Big A gets it but Little D has some ways to go. Sometimes she’ll say “he’s lying mom,” and I remind her we need to teach him the difference.
Thinking beyond today
When I think about my children’s future, I really want to be the one they come to when it comes to issues around food and body image. No doubt one day one of Big A’s friends will go on a diet or talk negatively about her body. I want her to feel she can talk to me about these things, and not rely on her friends. My kids will also learn crazy things about nutrition, and I want to hear about it so I can weigh in.
While the home (and parents) are the most important food influence on children, it is not the only influence they will have. Consider a study last year in Pediatrics which shows that overweight teens were bullied not just from friends and peers but PE teachers (42%), parents (37%) and teachers (27%).
I remember a woman I interviewed for my eating disorders series who told me how a friend taught her how to throw up. She really thought if she had an adult there to guide her, she may not have delved into an eating disorder. But it’s not just eating disorders that I think about, it’s disordered eating. Surveys show most Americans have some sort of disordered eating, meaning they eat too much or too little, fear food, have poor body image or obsess about their weight.
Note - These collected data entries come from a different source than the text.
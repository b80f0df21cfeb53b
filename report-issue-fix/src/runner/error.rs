//! Runner error types.

/// Errors that can occur while setting up the reporter.
#[derive(Debug, thiserror::Error)]
pub enum RunnerError {
    /// Configuration loading errors.
    #[error(transparent)]
    Config(#[from] crate::config::ConfigError),

    /// The issue URL is unusable.
    #[error(transparent)]
    IssueUrl(#[from] crate::issue_url::IssueUrlError),
}
//! Diagnostics consumed from the analyzers.
//!
//! The analyzers themselves live elsewhere; this module only carries the
//! shape of what they report and the identifiers this crate knows how to fix.

mod diagnostic;
mod ids;

pub use diagnostic::{Diagnostic, SourceSpan};
pub use ids::{fixable_diagnostic_ids, FIXABLE_DIAGNOSTIC_IDS};
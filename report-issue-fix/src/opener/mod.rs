//! Opening URLs with the operating system's default handler.

mod error;
mod recording;

pub use error::OpenError;
pub use recording::RecordingUrlOpener;

use std::sync::Arc;
use tracing::debug;

/// Capability to open a URL outside the process.
pub trait UrlOpener: Send + Sync {
    /// Opens `url`.
    ///
    /// # Errors
    ///
    /// Returns [`OpenError`] if the URL could not be handed off.
    fn open(&self, url: &str) -> Result<(), OpenError>;
}

impl<T: UrlOpener + ?Sized> UrlOpener for Arc<T> {
    fn open(&self, url: &str) -> Result<(), OpenError> {
        (**self).open(url)
    }
}

/// Opens URLs with the platform's default handler (usually the browser).
#[derive(Debug, Clone, Copy, Default)]
pub struct SystemUrlOpener;

impl UrlOpener for SystemUrlOpener {
    fn open(&self, url: &str) -> Result<(), OpenError> {
        debug!(url, "Opening URL with system handler");
        open::that(url).map_err(|source| OpenError::Launch {
            url: url.to_string(),
            source,
        })
    }
}
//! Issue URL error types.

use thiserror::Error;

/// Errors that can occur while building an issue URL.
#[derive(Debug, Error, PartialEq, Eq)]
pub enum IssueUrlError {
    /// The repository base URL cannot host a new-issue query.
    #[error("Invalid issue base URL '{url}': {reason}")]
    InvalidArgument { url: String, reason: String },
}
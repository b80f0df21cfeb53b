//! Diagnostic information.

use serde::Serialize;

/// Location of a diagnostic within its source document.
#[derive(Debug, Clone, Copy, Default, PartialEq, Eq, Serialize)]
pub struct SourceSpan {
    /// Offset of the first character covered by the diagnostic.
    pub start: usize,

    /// Number of characters covered.
    pub length: usize,
}

impl SourceSpan {
    /// Creates a new span.
    #[must_use]
    pub fn new(start: usize, length: usize) -> Self {
        Self { start, length }
    }

    /// Offset one past the last covered character.
    #[must_use]
    pub fn end(&self) -> usize {
        self.start.saturating_add(self.length)
    }
}

/// A diagnostic reported by an analyzer.
#[derive(Debug, Clone, PartialEq, Eq, Serialize)]
pub struct Diagnostic {
    /// Stable rule identifier (e.g., "PC001").
    pub id: String,

    /// Rendered, human-readable message.
    pub message: String,

    /// Where the diagnostic was raised.
    pub span: SourceSpan,
}

impl Diagnostic {
    /// Creates a diagnostic with an empty span.
    pub fn new(id: impl Into<String>, message: impl Into<String>) -> Self {
        Self {
            id: id.into(),
            message: message.into(),
            span: SourceSpan::default(),
        }
    }

    /// Sets the source span.
    #[must_use]
    pub fn with_span(mut self, span: SourceSpan) -> Self {
        self.span = span;
        self
    }
}
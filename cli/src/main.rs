//! CLI for reporting analyzer diagnostics as GitHub issues.
//!
//! Builds the pre-filled "new issue" URL for a diagnostic and opens it in the
//! default browser, or prints it with `--dry-run`.

use clap::Parser;
use report_issue_fix::{Diagnostic, ReportOutcome, Runner, RunnerConfig, RunnerError, SourceSpan};
use std::path::PathBuf;
use std::process::ExitCode;
use tracing::error;
use tracing_subscriber::{fmt, prelude::*, EnvFilter};

/// Report Issue - Open a pre-filled issue for an analyzer diagnostic.
#[derive(Parser, Debug)]
#[command(author, version, about, long_about = None)]
struct Args {
    /// Diagnostic identifier (e.g. PC001).
    #[arg(long, required_unless_present = "list_ids")]
    id: Option<String>,

    /// Diagnostic message.
    #[arg(long, required_unless_present = "list_ids")]
    message: Option<String>,

    /// Start offset of the diagnostic.
    #[arg(long, default_value_t = 0)]
    span_start: usize,

    /// Length of the diagnostic span.
    #[arg(long, default_value_t = 0)]
    span_length: usize,

    /// Path to the reporter config file.
    #[arg(long, default_value = report_issue_fix::runner::DEFAULT_CONFIG_FILE)]
    config: PathBuf,

    /// New-issue URL, overriding the config file and REPORT_ISSUE_URL.
    #[arg(long)]
    issue_url: Option<String>,

    /// Print the issue URL instead of opening it.
    #[arg(long)]
    dry_run: bool,

    /// List the diagnostic identifiers that can be reported, then exit.
    #[arg(long)]
    list_ids: bool,
}

#[tokio::main]
async fn main() -> ExitCode {
    init_tracing();

    let args = Args::parse();

    match run(args).await {
        Ok(Some(outcome)) => {
            print_outcome(&outcome);

            if outcome.is_fixable() {
                ExitCode::from(0)
            } else {
                ExitCode::from(1)
            }
        }
        Ok(None) => ExitCode::from(0),
        Err(e) => {
            error!(error = %e, "Critical failure");
            ExitCode::from(2)
        }
    }
}

/// Initializes tracing with environment filter support.
///
/// Sets up the global tracing subscriber with:
/// - Compact log formatting (single-line output) on stderr, so a printed URL
///   stays alone on stdout
/// - Log level filtering via `RUST_LOG` env var (defaults to "info")
fn init_tracing() {
    tracing_subscriber::registry()
        .with(
            fmt::layer()
                .compact()
                .with_target(false)
                .with_writer(std::io::stderr),
        )
        .with(EnvFilter::try_from_default_env().unwrap_or_else(|_| EnvFilter::new("info")))
        .init();
}

/// Main execution logic.
///
/// Returns `None` when only listing identifiers.
async fn run(args: Args) -> Result<Option<ReportOutcome>, RunnerError> {
    let mut config = RunnerConfig::new(args.config, args.dry_run);
    if let Some(issue_url) = args.issue_url {
        config = config.with_issue_url(issue_url);
    }
    let runner = Runner::new(config)?;

    if args.list_ids {
        for id in runner.registry().fixable_ids() {
            println!("{id}");
        }
        return Ok(None);
    }

    // clap enforces both when --list-ids is absent
    let id = args.id.unwrap_or_default();
    let message = args.message.unwrap_or_default();
    let diagnostic =
        Diagnostic::new(id, message).with_span(SourceSpan::new(args.span_start, args.span_length));

    Ok(Some(runner.report(&diagnostic).await))
}

/// Prints the outcome of a report.
fn print_outcome(outcome: &ReportOutcome) {
    match outcome {
        ReportOutcome::Requested { url } => println!("Opened: {url}"),
        ReportOutcome::DryRun { url } => println!("{url}"),
        ReportOutcome::NotFixable { id } => {
            eprintln!("No report-issue fix is registered for diagnostic '{id}'")
        }
    }
}
//! Reporter configuration deserialization and validation.

use crate::config::ConfigError;
use crate::diagnostics::fixable_diagnostic_ids;
use crate::issue_url::{IssueTarget, IssueUrlError};
use crate::templates::TemplateRenderer;
use serde::Deserialize;
use std::path::Path;
use tracing::debug;

/// Issue tracker used when none is configured.
pub const DEFAULT_ISSUE_URL: &str = "https://github.com/dotnet/platform-compat/issues/new";

/// Environment variable overriding the configured issue URL.
pub const ISSUE_URL_ENV: &str = "REPORT_ISSUE_URL";

/// Parsed reporter configuration.
#[derive(Debug, Clone, PartialEq, Eq, Deserialize)]
#[serde(rename_all = "kebab-case", deny_unknown_fields)]
pub struct ReporterConfig {
    /// New-issue endpoint of the tracker.
    #[serde(default = "default_issue_url")]
    pub issue_url: String,

    /// Diagnostic identifiers offered the report-issue fix.
    #[serde(default = "default_fixable_ids")]
    pub fixable_ids: Vec<String>,

    /// Handlebars template for the issue body (optional).
    #[serde(default)]
    pub body_template: Option<String>,
}

impl Default for ReporterConfig {
    fn default() -> Self {
        Self {
            issue_url: default_issue_url(),
            fixable_ids: default_fixable_ids(),
            body_template: None,
        }
    }
}

pub fn default_issue_url() -> String {
    DEFAULT_ISSUE_URL.to_string()
}

pub fn default_fixable_ids() -> Vec<String> {
    fixable_diagnostic_ids()
        .iter()
        .map(|id| (*id).to_string())
        .collect()
}

impl ReporterConfig {
    /// Loads a configuration file.
    ///
    /// # Errors
    ///
    /// Returns [`ConfigError`] if the file is missing, unreadable, or not
    /// valid TOML. The content is not validated; see [`Self::validate`].
    pub fn load(path: &Path) -> Result<Self, ConfigError> {
        debug!(path = %path.display(), "Loading reporter configuration");

        if !path.exists() {
            return Err(ConfigError::MissingFile {
                path: path.display().to_string(),
            });
        }

        let content = std::fs::read_to_string(path).map_err(|e| ConfigError::IoError {
            path: path.display().to_string(),
            source: e,
        })?;

        toml::from_str(&content).map_err(|e| ConfigError::TomlError {
            path: path.display().to_string(),
            source: e,
        })
    }

    /// Replaces values with those set in the environment.
    #[must_use]
    pub fn with_env_overrides(mut self) -> Self {
        if let Ok(url) = std::env::var(ISSUE_URL_ENV) {
            if !url.trim().is_empty() {
                debug!(url = %url, "Issue URL overridden from {}", ISSUE_URL_ENV);
                self.issue_url = url;
            }
        }
        self
    }

    /// Validates the configuration.
    ///
    /// `path` is only used in error messages.
    ///
    /// # Errors
    ///
    /// Returns [`ConfigError::ValidationError`] if the issue URL is invalid,
    /// an identifier is blank or repeated, or the body template does not
    /// compile.
    pub fn validate(&self, path: &Path) -> Result<(), ConfigError> {
        let path_str = path.display().to_string();
        let invalid = |message: String| ConfigError::ValidationError {
            path: path_str.clone(),
            message,
        };

        IssueTarget::parse(&self.issue_url).map_err(|e| invalid(e.to_string()))?;

        let mut seen = std::collections::HashSet::new();
        for id in &self.fixable_ids {
            if id.trim().is_empty() {
                return Err(invalid("fixable-ids must not contain blank entries".to_string()));
            }
            if !seen.insert(id.as_str()) {
                return Err(invalid(format!("fixable-ids contains '{id}' more than once")));
            }
        }

        if let Some(template) = &self.body_template {
            TemplateRenderer::new()
                .check(template)
                .map_err(|e| invalid(format!("body-template: {e}")))?;
        }

        Ok(())
    }

    /// Returns the validated issue target.
    ///
    /// # Errors
    ///
    /// Returns [`IssueUrlError`] if the issue URL is invalid.
    pub fn target(&self) -> Result<IssueTarget, IssueUrlError> {
        IssueTarget::parse(&self.issue_url)
    }
}
//! URL opener that records instead of launching anything.

use super::{OpenError, UrlOpener};
use std::sync::{Mutex, MutexGuard, PoisonError};

/// A [`UrlOpener`] that remembers every URL it was asked to open.
///
/// Useful wherever launching a browser is undesirable, such as tests.
#[derive(Debug, Default)]
pub struct RecordingUrlOpener {
    opened: Mutex<Vec<String>>,
    failure: Option<String>,
}

impl RecordingUrlOpener {
    /// Creates an opener that accepts every URL.
    #[must_use]
    pub fn new() -> Self {
        Self::default()
    }

    /// Creates an opener that records every URL and then fails with `reason`.
    pub fn failing(reason: impl Into<String>) -> Self {
        Self {
            opened: Mutex::default(),
            failure: Some(reason.into()),
        }
    }

    /// Returns the URLs requested so far, in order.
    #[must_use]
    pub fn opened(&self) -> Vec<String> {
        self.lock().clone()
    }

    fn lock(&self) -> MutexGuard<'_, Vec<String>> {
        self.opened.lock().unwrap_or_else(PoisonError::into_inner)
    }
}

impl UrlOpener for RecordingUrlOpener {
    fn open(&self, url: &str) -> Result<(), OpenError> {
        self.lock().push(url.to_string());
        match &self.failure {
            Some(reason) => Err(OpenError::Refused {
                url: url.to_string(),
                reason: reason.clone(),
            }),
            None => Ok(()),
        }
    }
}
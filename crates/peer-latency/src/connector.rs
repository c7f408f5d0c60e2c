//! Session construction
//!
//! Builds the peer connection for a new session through the configured
//! [`PeerConnectionFactory`] and registers the result. The initiator creates
//! the probe channel up front so it is part of the offer; the responder waits
//! for the remote one to show up as [`SessionEvent::ChannelAccepted`].
//!
//! [`SessionEvent::ChannelAccepted`]: crate::transport::SessionEvent::ChannelAccepted

use std::sync::Arc;
use thiserror::Error;
use tokio::sync::mpsc;
use tracing::debug;

use crate::registry::{RegistryError, SessionRegistry};
use crate::session::{LoopEvent, Session};
use crate::transport::{
    ConnectionRequest, PeerConnection, PeerConnectionFactory, SessionEvents, TransportError,
};
use crate::types::{Direction, SessionHandle};

#[derive(Debug, Error)]
pub enum ConnectError {
    #[error(transparent)]
    Rejected(#[from] RegistryError),
    #[error(transparent)]
    Transport(#[from] TransportError),
}

/// Create the connection for `request` and register a new session
pub(crate) async fn open_session<F>(
    factory: &F,
    registry: &mut SessionRegistry,
    request: ConnectionRequest,
    events_tx: &mpsc::UnboundedSender<LoopEvent>,
) -> Result<SessionHandle, ConnectError>
where
    F: PeerConnectionFactory + ?Sized,
{
    registry.check_admission(&request.session_id, request.direction)?;

    let handle = registry.mint_handle();
    let events = SessionEvents::new(handle, events_tx.clone());
    let connection: Arc<dyn PeerConnection> =
        Arc::from(factory.create(request.clone(), events).await?);

    let channel = match request.direction {
        Direction::Outbound => match connection.create_probe_channel().await {
            Ok(channel) => Some(channel),
            Err(e) => {
                connection.close().await;
                return Err(e.into());
            }
        },
        Direction::Inbound => None,
    };

    let session = Session::new(
        handle,
        request.session_id,
        request.target_uid,
        request.direction,
        request.local_uid,
        connection,
        channel,
        events_tx.clone(),
    );

    match registry.insert(session) {
        Ok(handle) => {
            debug!("[Latency] Registered {} session {}", request.direction, handle);
            Ok(handle)
        }
        Err((e, session)) => {
            session.shutdown().await;
            Err(e.into())
        }
    }
}
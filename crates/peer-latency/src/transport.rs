//! Transport abstractions
//!
//! Defines traits for the signaling relay and for peer connections so the
//! measurement logic can run over real WebRTC or the in-memory mock.
//!
//! Backends never touch session state. Everything they observe (local ICE
//! candidates, connection state, channel open/message/close) is reported as a
//! [`SessionEvent`] through the [`SessionEvents`] sink handed to them at
//! creation, and the manager applies it on its own task.

use async_trait::async_trait;
use std::fmt;
use std::sync::Arc;
use thiserror::Error;
use tokio::sync::mpsc;

use crate::protocol::{IceCandidate, SessionDescription, SignalEnvelope};
use crate::session::LoopEvent;
use crate::types::{Direction, SessionHandle, SessionId};

/// Errors from signaling and peer connection operations
#[derive(Debug, Error, Clone)]
pub enum TransportError {
    #[error("Connection failed: {0}")]
    ConnectionFailed(String),
    #[error("Negotiation failed: {0}")]
    Negotiation(String),
    #[error("Send failed: {0}")]
    SendFailed(String),
    #[error("Not connected")]
    NotConnected,
    #[error("Closed")]
    Closed,
}

/// Signaling relay connection
///
/// Only ever carries connection-setup envelopes, never probe traffic.
#[async_trait]
pub trait SignalingTransport: Send + Sync {
    /// Send an envelope to the relay
    async fn send(&self, envelope: SignalEnvelope) -> Result<(), TransportError>;

    /// Whether the relay connection is currently usable
    fn is_open(&self) -> bool;
}

/// Byte-stream channel used for ping/pong frames
#[async_trait]
pub trait ProbeChannel: Send + Sync {
    /// Send a text frame to the remote peer
    async fn send_text(&self, text: String) -> Result<(), TransportError>;

    /// Check if the channel is open
    fn is_open(&self) -> bool;

    /// Close the channel
    async fn close(&self);
}

/// A NAT-traversing connection to one remote peer
#[async_trait]
pub trait PeerConnection: Send + Sync {
    /// Create an offer and install it as the local description
    async fn create_offer(&self) -> Result<SessionDescription, TransportError>;

    /// Create an answer and install it as the local description
    async fn create_answer(&self) -> Result<SessionDescription, TransportError>;

    async fn set_remote_description(&self, desc: SessionDescription)
        -> Result<(), TransportError>;

    async fn add_ice_candidate(&self, candidate: IceCandidate) -> Result<(), TransportError>;

    /// Create the local probe channel (initiator side)
    async fn create_probe_channel(&self) -> Result<Arc<dyn ProbeChannel>, TransportError>;

    /// Best-effort label of the active network path (e.g. "host", "relay")
    async fn network_path_type(&self) -> Option<String>;

    /// Tear down the connection
    async fn close(&self);
}

/// Parameters for a new peer connection
#[derive(Debug, Clone)]
pub struct ConnectionRequest {
    pub session_id: SessionId,
    pub local_uid: String,
    pub target_uid: String,
    pub direction: Direction,
}

/// Factory for creating peer connections
///
/// Implementations must wire the connection's local ICE candidates,
/// connection state changes and (for inbound requests) remotely created data
/// channels into `events`.
#[async_trait]
pub trait PeerConnectionFactory: Send + Sync {
    async fn create(
        &self,
        request: ConnectionRequest,
        events: SessionEvents,
    ) -> Result<Box<dyn PeerConnection>, TransportError>;
}

/// ICE connection state as reported by the backend
#[derive(Debug, Clone, Copy, PartialEq, Eq)]
pub enum IceConnectionState {
    New,
    Checking,
    Connected,
    Completed,
    Disconnected,
    Failed,
    Closed,
}

impl IceConnectionState {
    /// States that end a measurement session
    pub fn is_fatal(&self) -> bool {
        matches!(
            self,
            IceConnectionState::Failed | IceConnectionState::Disconnected
        )
    }
}

/// Observation reported by a backend for one session
pub enum SessionEvent {
    /// A local network candidate to forward to the remote peer
    LocalCandidate(IceCandidate),
    IceState(IceConnectionState),
    /// The remote peer created the probe channel (responder side)
    ChannelAccepted(Arc<dyn ProbeChannel>),
    ChannelOpen,
    ChannelMessage(String),
    ChannelClosed,
}

impl fmt::Debug for SessionEvent {
    fn fmt(&self, f: &mut fmt::Formatter<'_>) -> fmt::Result {
        match self {
            SessionEvent::LocalCandidate(c) => f.debug_tuple("LocalCandidate").field(c).finish(),
            SessionEvent::IceState(s) => f.debug_tuple("IceState").field(s).finish(),
            SessionEvent::ChannelAccepted(_) => f.write_str("ChannelAccepted"),
            SessionEvent::ChannelOpen => f.write_str("ChannelOpen"),
            SessionEvent::ChannelMessage(m) => f.debug_tuple("ChannelMessage").field(m).finish(),
            SessionEvent::ChannelClosed => f.write_str("ChannelClosed"),
        }
    }
}

/// Event sink bound to one session handle
#[derive(Clone)]
pub struct SessionEvents {
    handle: SessionHandle,
    tx: mpsc::UnboundedSender<LoopEvent>,
}

impl SessionEvents {
    pub(crate) fn new(handle: SessionHandle, tx: mpsc::UnboundedSender<LoopEvent>) -> Self {
        Self { handle, tx }
    }

    pub fn handle(&self) -> SessionHandle {
        self.handle
    }

    /// Report an event; returns false once the manager has shut down
    pub fn emit(&self, event: SessionEvent) -> bool {
        self.tx
            .send(LoopEvent::Session(self.handle, event))
            .is_ok()
    }

    pub fn local_candidate(&self, candidate: IceCandidate) -> bool {
        self.emit(SessionEvent::LocalCandidate(candidate))
    }

    pub fn ice_state(&self, state: IceConnectionState) -> bool {
        self.emit(SessionEvent::IceState(state))
    }

    pub fn channel_accepted(&self, channel: Arc<dyn ProbeChannel>) -> bool {
        self.emit(SessionEvent::ChannelAccepted(channel))
    }

    pub fn channel_open(&self) -> bool {
        self.emit(SessionEvent::ChannelOpen)
    }

    pub fn channel_message(&self, text: String) -> bool {
        self.emit(SessionEvent::ChannelMessage(text))
    }

    pub fn channel_closed(&self) -> bool {
        self.emit(SessionEvent::ChannelClosed)
    }
}

// Blanket implementation so Arc-wrapped transports can be shared with the host

#[async_trait]
impl<T: SignalingTransport + ?Sized> SignalingTransport for Arc<T> {
    async fn send(&self, envelope: SignalEnvelope) -> Result<(), TransportError> {
        (**self).send(envelope).await
    }

    fn is_open(&self) -> bool {
        (**self).is_open()
    }
}

#[async_trait]
impl<T: PeerConnectionFactory + ?Sized> PeerConnectionFactory for Arc<T> {
    async fn create(
        &self,
        request: ConnectionRequest,
        events: SessionEvents,
    ) -> Result<Box<dyn PeerConnection>, TransportError> {
        (**self).create(request, events).await
    }
}
//! Measurement target selection
//!
//! Picks which lobby peer to measure next. Lower score wins:
//! - +5 when either side's country is unknown
//! - +10 when the countries differ (case-insensitive)
//! - + remaining freshness (seconds) of the last measurement, if any
//! - + up to 0.01 of random noise to break ties
//!
//! Peers measured or unsuccessfully negotiated with inside the TTL are not
//! candidates at all, so the freshness term only matters for peers whose TTL
//! was shortened or for callers scoring peers directly.

use rand::Rng;
use std::cmp::Ordering;
use std::collections::HashMap;
use std::time::Duration;
use tokio::time::Instant;

use crate::types::{LatencyConfig, LocalIdentity, PeerInfo};

/// Penalty when either country code is unknown
const UNKNOWN_COUNTRY_PENALTY: f64 = 5.0;
/// Penalty when country codes differ
const COUNTRY_MISMATCH_PENALTY: f64 = 10.0;
/// Scale of the random tie-breaker
const TIE_BREAK_NOISE: f64 = 0.01;

/// Freshness tracker and selector
#[derive(Debug, Clone)]
pub struct PeerScheduler {
    /// How long a measurement (or failed negotiation) keeps a peer out
    ttl: Duration,
    /// Last successful measurement per peer
    last_measured: HashMap<String, Instant>,
    /// Last declined or timed-out negotiation per peer
    last_attempted: HashMap<String, Instant>,
}

impl PeerScheduler {
    pub fn new(ttl: Duration) -> Self {
        Self {
            ttl,
            last_measured: HashMap::new(),
            last_attempted: HashMap::new(),
        }
    }

    pub fn mark_measured(&mut self, uid: &str, at: Instant) {
        self.last_measured.insert(uid.to_string(), at);
    }

    pub fn mark_attempted(&mut self, uid: &str, at: Instant) {
        self.last_attempted.insert(uid.to_string(), at);
    }

    pub fn last_measured(&self, uid: &str) -> Option<Instant> {
        self.last_measured.get(uid).copied()
    }

    /// Forget all freshness (identity switched to another user)
    pub fn clear(&mut self) {
        self.last_measured.clear();
        self.last_attempted.clear();
    }

    fn within_ttl(&self, at: Option<&Instant>, now: Instant) -> bool {
        at.map(|t| now.saturating_duration_since(*t) < self.ttl)
            .unwrap_or(false)
    }

    /// Whether a peer may be measured again
    pub fn is_due(&self, uid: &str, now: Instant) -> bool {
        !self.within_ttl(self.last_measured.get(uid), now)
            && !self.within_ttl(self.last_attempted.get(uid), now)
    }

    /// Peers that may be measured right now
    pub fn candidates<'a>(
        &self,
        local: &LocalIdentity,
        peers: &'a [PeerInfo],
        config: &LatencyConfig,
        now: Instant,
    ) -> Vec<&'a PeerInfo> {
        peers
            .iter()
            .filter(|p| !p.uid.is_empty())
            .filter(|p| p.uid != local.uid)
            .filter(|p| !config.is_synthetic_uid(&p.uid))
            .filter(|p| self.is_due(&p.uid, now))
            .collect()
    }

    /// Priority score of one peer (lower is measured sooner)
    pub fn priority_score<R: Rng + ?Sized>(
        &self,
        peer: &PeerInfo,
        local_country: Option<&str>,
        now: Instant,
        rng: &mut R,
    ) -> f64 {
        let mut score = 0.0;

        let local = local_country.filter(|c| !c.is_empty());
        let remote = peer.country_code.as_deref().filter(|c| !c.is_empty());
        match (local, remote) {
            (Some(a), Some(b)) => {
                if !a.eq_ignore_ascii_case(b) {
                    score += COUNTRY_MISMATCH_PENALTY;
                }
            }
            _ => score += UNKNOWN_COUNTRY_PENALTY,
        }

        if let Some(at) = self.last_measured.get(&peer.uid) {
            let age = now.saturating_duration_since(*at);
            score += self.ttl.saturating_sub(age).as_secs_f64();
        }

        score + rng.gen::<f64>() * TIE_BREAK_NOISE
    }

    /// Choose the next peer to measure, if any is eligible
    pub fn select_next<'a, R: Rng + ?Sized>(
        &self,
        local: &LocalIdentity,
        peers: &'a [PeerInfo],
        config: &LatencyConfig,
        now: Instant,
        rng: &mut R,
    ) -> Option<&'a PeerInfo> {
        let local_country = local.country_code.as_deref();
        self.candidates(local, peers, config, now)
            .into_iter()
            .map(|p| (p, self.priority_score(p, local_country, now, rng)))
            .min_by(|a, b| a.1.partial_cmp(&b.1).unwrap_or(Ordering::Equal))
            .map(|(p, _)| p)
    }
}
Just because they don’t learn these things at home, doesn’t mean they can’t learn it in the outside world.
It’s about guiding, not lecturing
None of this “open communication about food” is going to work if I go into lecture mode when my kids tell me things. The goal is to plant seeds and keep the conversation open. Guiding instead of lecturing.
When Big A started kindergarten she was getting anxious so I bought this book called The Worry Book. One of the tools the book provided was for her to have a worry box, meaning if something worried her she would put it in a pretend box in her mind and we would talk about it later.
So each night we had worry time and she told me all sorts of things I had no idea she was thinking. She felt bad for not getting goals in soccer and she didn’t understand why all the kids favored one girl. I loved that I was able to help her understand these things, but most of all that what she was feeling was normal. I’d talk about things I felt at her age, and it really did bring us closer. And her worries seemed to melt away.
I want that same closeness to include talks about food, weight, and self-worth While our food and thin-obsessed world scares me a bit, it’s reassuring knowing that my kids feel comfortable coming to me. And I plan to keep it that way.